For years the AI chip story was simple. Nvidia built the GPUs and everyone else bought them. In 2026 that story broke. The hyperscalers decided they wanted their own chips for cost, for supply, and for control, and only two companies have the IP and the manufacturing muscle to build them at scale: Broadcom and Marvell. They are now in a straight duopoly for the most important layer of AI infrastructure.
| MRVL PriceLIVE | $218.72 |
| Market Cap | $196.3B |
| Forward P/E | 35.05x |
| Total Revenue (TTM) | $8.72B |
| Data Center Rev. (FY26) | $6.1B |
| 52-Week Low | $61.44 |
| 52-Week High | $329.88 |
| Analyst Consensus | 1.4 (Strong Buy) |
| Analyst Target Mean | $256.91 |
Broadcom is the incumbent. It has been building Google's TPU since 2016, and that relationship alone created the custom silicon playbook. You bring your architecture, Broadcom brings 112G and 224G SerDes, HBM integration, PCIe Gen6, advanced packaging at TSMC, and the ability to ship at Google scale. That model now extends to Meta's MTIA training and inference chips, to OpenAI and Anthropic workloads that run on TPUs, and to Apple and ByteDance. Broadcom also owns the network around the chip. Its Tomahawk chips are the top-of-rack Ethernet switch and Jericho is the spine. When they sell you an accelerator, they can sell you the fabric that connects ten thousand of them. The model is high NRE upfront, very high margin, very sticky.

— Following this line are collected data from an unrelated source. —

//! Applying a declared action.
//!
//! [`plan_action`] is pure: it validates the declaration and works out
//! everything that follows from it as a [`Transition`]. [`Scenario::commit`]
//! writes a transition into the node store and the action log without making
//! any further decisions.

use crate::scenario_engine::{
    context::{ActionContext, ActionEntry},
    error::{EngineError, Result},
    legal::{legal_actions, reopened_actions},
    models::{Action, DecisionNode, LegalActions, NodeId, NodeState, Round},
    nodes::NodeStore,
    reopening::reopen,
    scenario::Scenario,
    sizing::is_in_position,
};

/// The node that becomes active once a declaration lands.
#[derive(Debug, Clone, PartialEq)]
pub enum Activation {
    /// An existing waiting node.
    Existing { id: NodeId, legal: LegalActions },
    /// A first-round node missing from the store, created already active.
    Created(DecisionNode),
}

/// Everything one declaration changes.
#[derive(Debug, Clone, PartialEq)]
pub struct Transition {
    pub entry: ActionEntry,
    pub next: Option<Activation>,
    /// Second-round nodes spawned by the big blind's decision. At most the
    /// first of them is active.
    pub reopened: Vec<DecisionNode>,
}

/// Work out what declaring `action` on node `id` would do.
pub fn plan_action(
    scenario: &Scenario,
    id: &NodeId,
    action: Action,
    sizing: Option<f64>,
) -> Result<Transition> {
    let node = scenario.node(id)?;
    if node.state != NodeState::Active {
        return Err(EngineError::NodeNotActive { id: id.clone(), state: node.state });
    }
    if !node.legal_actions.contains(&action) {
        return Err(EngineError::IllegalAction { id: id.clone(), action });
    }

    let sizing = resolve_sizing(scenario, node, action, sizing)?;
    let entry = scenario.context.next_entry(id.clone(), node.seat, action, sizing)?;

    let mut after = scenario.context.clone();
    after.push(entry.clone());

    let (next, reopened) = match &node.round {
        Round::Initial => {
            let next = next_initial(scenario, node, &after)?;
            let reopened = if triggers_reopening(scenario, node) {
                let mut preview = scenario.nodes.clone();
                if let Some(acted) = preview.get_mut(id) {
                    acted.declare(action, sizing);
                }
                reopen(scenario.format, &preview)?
            } else {
                Vec::new()
            };
            (next, reopened)
        }
        Round::Reopened { .. } => (next_reopened(&scenario.nodes, id), Vec::new()),
    };

    Ok(Transition { entry, next, reopened })
}

/// Explicit size, else the size already stored on the node, else the table
/// default. Non-raising actions carry no size.
fn resolve_sizing(
    scenario: &Scenario,
    node: &DecisionNode,
    action: Action,
    explicit: Option<f64>,
) -> Result<Option<f64>> {
    if !action.is_raising() {
        return Ok(None);
    }
    if let Some(size) = explicit.or(node.sizing) {
        return Ok(Some(size));
    }
    let in_position = is_in_position(scenario.format, node.seat, &scenario.context)?;
    scenario.sizing.default_size(action, in_position).map(Some)
}

/// Next first-round seat after `node` that has not acted yet.
fn next_initial(
    scenario: &Scenario,
    node: &DecisionNode,
    after: &ActionContext,
) -> Result<Option<Activation>> {
    let mut seat = node.seat;
    while let Some(next) = scenario.format.next_seat(seat)? {
        match scenario.nodes.initial_for(next) {
            Some(waiting) if waiting.state == NodeState::Waiting => {
                return Ok(Some(Activation::Existing {
                    id: waiting.id.clone(),
                    legal: legal_actions(after),
                }));
            }
            Some(_) => seat = next,
            None => {
                let mut created = DecisionNode::new(next, Round::Initial);
                created.activate(legal_actions(after));
                return Ok(Some(Activation::Created(created)));
            }
        }
    }
    Ok(None)
}

/// First waiting second-round node other than the one acting.
fn next_reopened(nodes: &NodeStore, acting: &NodeId) -> Option<Activation> {
    nodes
        .reopened()
        .find(|n| n.state == NodeState::Waiting && &n.id != acting)
        .map(|n| Activation::Existing { id: n.id.clone(), legal: reopened_actions() })
}

/// The big blind's first-round decision reopens the action, once per history.
fn triggers_reopening(scenario: &Scenario, node: &DecisionNode) -> bool {
    node.round.is_initial()
        && node.seat == scenario.format.last_seat()
        && scenario.nodes.reopened().next().is_none()
}

impl Scenario {
    /// Declare `action` for the active node `id`.
    ///
    /// Raising actions take `sizing` if given, otherwise keep whatever size
    /// the node already holds, otherwise fall back to the sizing table.
    pub fn apply_action(&mut self, id: &NodeId, action: Action, sizing: Option<f64>) -> Result<()> {
        let transition = plan_action(self, id, action, sizing)?;
        self.commit(transition)
    }

    /// Write a planned transition into the scenario.
    pub fn commit(&mut self, transition: Transition) -> Result<()> {
        let Transition { entry, next, reopened } = transition;
        log::debug!("{} declares {} (sizing {:?})", entry.node, entry.action, entry.sizing);

        self.node_mut(&entry.node)?.declare(entry.action, entry.sizing);
        self.context.push(entry);

        match next {
            Some(Activation::Existing { id, legal }) => {
                log::trace!("activating {}", id);
                self.node_mut(&id)?.activate(legal);
            }
            Some(Activation::Created(node)) => {
                log::trace!("activating new node {}", node.id);
                self.nodes.insert(node, self.format)?;
            }
            None => {}
        }

        if !reopened.is_empty() {
            let seats: Vec<&str> = reopened.iter().map(|n| n.seat.short()).collect();
            log::info!("action reopened for {}", seats.join(", "));
        }
        for mut node in reopened {
            if let Some(meta) = self.parked.remove(&node.id) {
                node.apply_meta(meta);
            }
            self.nodes.insert(node, self.format)?;
        }
        Ok(())
    }
}

#[cfg(test)]
mod tests {
    use super::*;
    use crate::scenario_engine::{
        models::Position,
        scenario::ScenarioRequest,
    };

    fn id(seat: Position) -> NodeId {
        NodeId::new(&Round::Initial, seat)
    }

    fn scenario() -> Scenario {
        Scenario::new(ScenarioRequest::new("sequencing").with_seed(11))
    }

    #[test]
    fn action_activates_the_next_seat() {
        let mut s = scenario();
        s.apply_action(&id(Position::UTG), Action::Fold, None).unwrap();

        assert_eq!(s.node(&id(Position::UTG)).unwrap().state, NodeState::Folded);
        assert!(s.node(&id(Position::UTG)).unwrap().legal_actions.is_empty());
        let active = s.active_node().unwrap();
        assert_eq!(active.seat, Position::HJ);
        assert!(active.legal_actions.contains(&Action::Open));
    }

    #[test]
    fn acting_out_of_turn_is_rejected() {
        let mut s = scenario();
        let err = s.apply_action(&id(Position::CO), Action::Fold, None).unwrap_err();
        assert!(matches!(err, EngineError::NodeNotActive { state: NodeState::Waiting, .. }));
        assert!(s.context().is_empty());
    }

    #[test]
    fn illegal_action_is_rejected() {
        let mut s = scenario();
        let err = s.apply_action(&id(Position::UTG), Action::FourBet, None).unwrap_err();
        assert!(matches!(err, EngineError::IllegalAction { action: Action::FourBet, .. }));
    }

    #[test]
    fn unknown_node_is_rejected() {
        let mut s = scenario();
        let err = s.apply_action(&id(Position::UTG1), Action::Fold, None).unwrap_err();
        assert!(matches!(err, EngineError::UnknownNode(_)));
    }

    #[test]
    fn raising_actions_get_a_default_size() {
        let mut s = scenario();
        s.apply_action(&id(Position::UTG), Action::Open, None).unwrap();
        assert_eq!(s.node(&id(Position::UTG)).unwrap().sizing, Some(2.5));

        // HJ acts after the UTG raiser, so it is in position
        s.apply_action(&id(Position::HJ), Action::ThreeBet, None).unwrap();
        assert_eq!(s.node(&id(Position::HJ)).unwrap().sizing, Some(7.5));

        s.apply_action(&id(Position::CO), Action::Call, Some(9.0)).unwrap();
        assert_eq!(s.node(&id(Position::CO)).unwrap().sizing, None);
    }

    #[test]
    fn explicit_size_wins() {
        let mut s = scenario();
        s.apply_action(&id(Position::UTG), Action::Open, Some(3.0)).unwrap();
        assert_eq!(s.context().entries()[0].sizing, Some(3.0));
    }

    #[test]
    fn missing_default_is_a_configuration_error() {
        let mut request = ScenarioRequest::new("no sizes").with_seed(12);
        request.sizing = crate::scenario_engine::sizing::SizingTable::new(Vec::new());
        let mut s = Scenario::new(request);
        let err = s.apply_action(&id(Position::UTG), Action::Open, None).unwrap_err();
        assert!(matches!(err, EngineError::MissingSizing { action: Action::Open, in_position: false }));
        assert_eq!(s.active_node().unwrap().seat, Position::UTG);
    }

    #[test]
    fn planning_does_not_mutate() {
        let s = scenario();
        let before = s.clone();
        let transition = plan_action(&s, &id(Position::UTG), Action::Limp, None).unwrap();
        assert_eq!(s, before);
        assert_eq!(transition.entry.action, Action::Limp);
        assert!(matches!(
            transition.next,
            Some(Activation::Existing { ref id, .. }) if id.as_str() == "R1-HJ"
        ));
    }

    #[test]
    fn missing_first_round_node_is_created_when_reached() {
        let mut s = scenario();
        let mut rows = serde_json::to_value(&s.nodes).unwrap();
        rows.as_array_mut().unwrap().retain(|n| n["id"] != "R1-CO");
        s.nodes = serde_json::from_value(rows).unwrap();
        assert_eq!(s.nodes().len(), 5);

        s.apply_action(&id(Position::UTG), Action::Open, None).unwrap();
        s.apply_action(&id(Position::HJ), Action::Fold, None).unwrap();

        let co = s.active_node().unwrap();
        assert_eq!(co.id, id(Position::CO));
        assert!(co.legal_actions.contains(&Action::ThreeBet));
        let seats: Vec<Position> = s.nodes().iter().map(|n| n.seat).collect();
        assert_eq!(seats[2], Position::CO);
    }

    #[test]
    fn big_blind_closes_the_first_round() {
        let mut s = scenario();
        for seat in [Position::UTG, Position::HJ, Position::CO, Position::BTN, Position::SB] {
            s.apply_action(&id(seat), Action::Fold, None).unwrap();
        }
        s.apply_action(&id(Position::BB), Action::Limp, None).unwrap();
        assert!(s.is_complete());
        assert_eq!(s.nodes().active_count(), 0);
    }
}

Marvell took a different path. Five years ago it was known as a networking and storage company. Under Matt Murphy it turned itself into a full-stack AI infrastructure company. It does not just do the ASIC — it does the whole data movement problem. That includes high-speed SerDes, die-to-die interconnect, custom Arm compute, Ethernet switching, PAM4 optical DSPs for 800G and 1.6T optics, active electrical cable DSPs, and now silicon photonics and co-packaged optics.
That full-stack approach is how it won three hyperscalers. With Amazon it has a five-year multi-generational deal through 2029 that covers Trainium. Marvell ramped Trainium2 and has secured purchase orders for Trainium3, even with recent noise that Alchip is taking some interface work on Trainium3 and 4. With Google it is ramping Axion, Google's Arm-based server CPU that competes with Amazon Graviton and Microsoft Cobalt, plus an AI inference accelerator that started ramping in 2025. With Microsoft it is building Maia. Maia is the biggest of the three. Marvell itself said the third hyperscaler win would be larger than Amazon and Google combined. Maia 200 was just shown with a claim of three times the FP4 performance of Trainium3 and Google's Ironwood, using a two-tier Ethernet-based scale-up network with 2.8 terabits of bidirectional bandwidth. Four Maia 200s can be linked in a tray without a switch. Maia 300 is the production part, set to go into production in calendar 2026 and drive a major step-up in Marvell's custom revenue in fiscal 2028.
The numbers show the shift. Marvell is running more than a dozen active custom silicon programs right now. Its data center revenue was $6.1 billion in fiscal 2026, up 46 percent year over year. It targeted $2.5 billion in AI revenue in fiscal 2026, and management now targets $10 billion in custom revenue by fiscal 2029. The company sees the total data center semiconductor TAM growing from $21 billion to over $75 billion by 2028 — and it wants 20 percent of it.
That is where the two models collide. Broadcom is training-heavy and network-core heavy. Marvell is inference, CPU, and optics heavy. Inference is where cost matters most, and hyperscalers argue that a custom chip can cut total cost of ownership by 40 to 50 percent compared to merchant GPUs. The bottleneck in 2026 is not FLOPS — it is how fast you can move data between accelerators and between racks, which is exactly where Marvell's optical portfolio gives it leverage.
Then Nvidia changed the game. On March 31, 2026, Nvidia invested $2 billion in Marvell and announced NVLink Fusion and a joint push on silicon photonics. For two years Marvell was helping hyperscalers build UALink, the open alternative to NVLink, to connect their custom chips. Nvidia's move was defensive and smart: instead of fighting Marvell, it made sure Marvell's custom chips can plug directly into Nvidia's ecosystem.
So now Broadcom is the champion of the open UALink world with Google, Meta and others, and Marvell is the only player that can build for both worlds — a custom Maia or Trainium that still talks NVLink Fusion inside an Nvidia rack.
If you are a hyperscaler today, the choice is not either-or. If you want the most proven large-scale training system, you call Broadcom for a TPU-like engine. If you want a cheaper inference engine plus the switches, cables and optics to wire it at data center scale, you call Marvell. That is why most of the big clouds are now calling both — and why custom silicon went from a side project to the center of AI infrastructure this year.
Disclosure: The Signal holds no position in MRVL. Positions may change. This is not financial advice.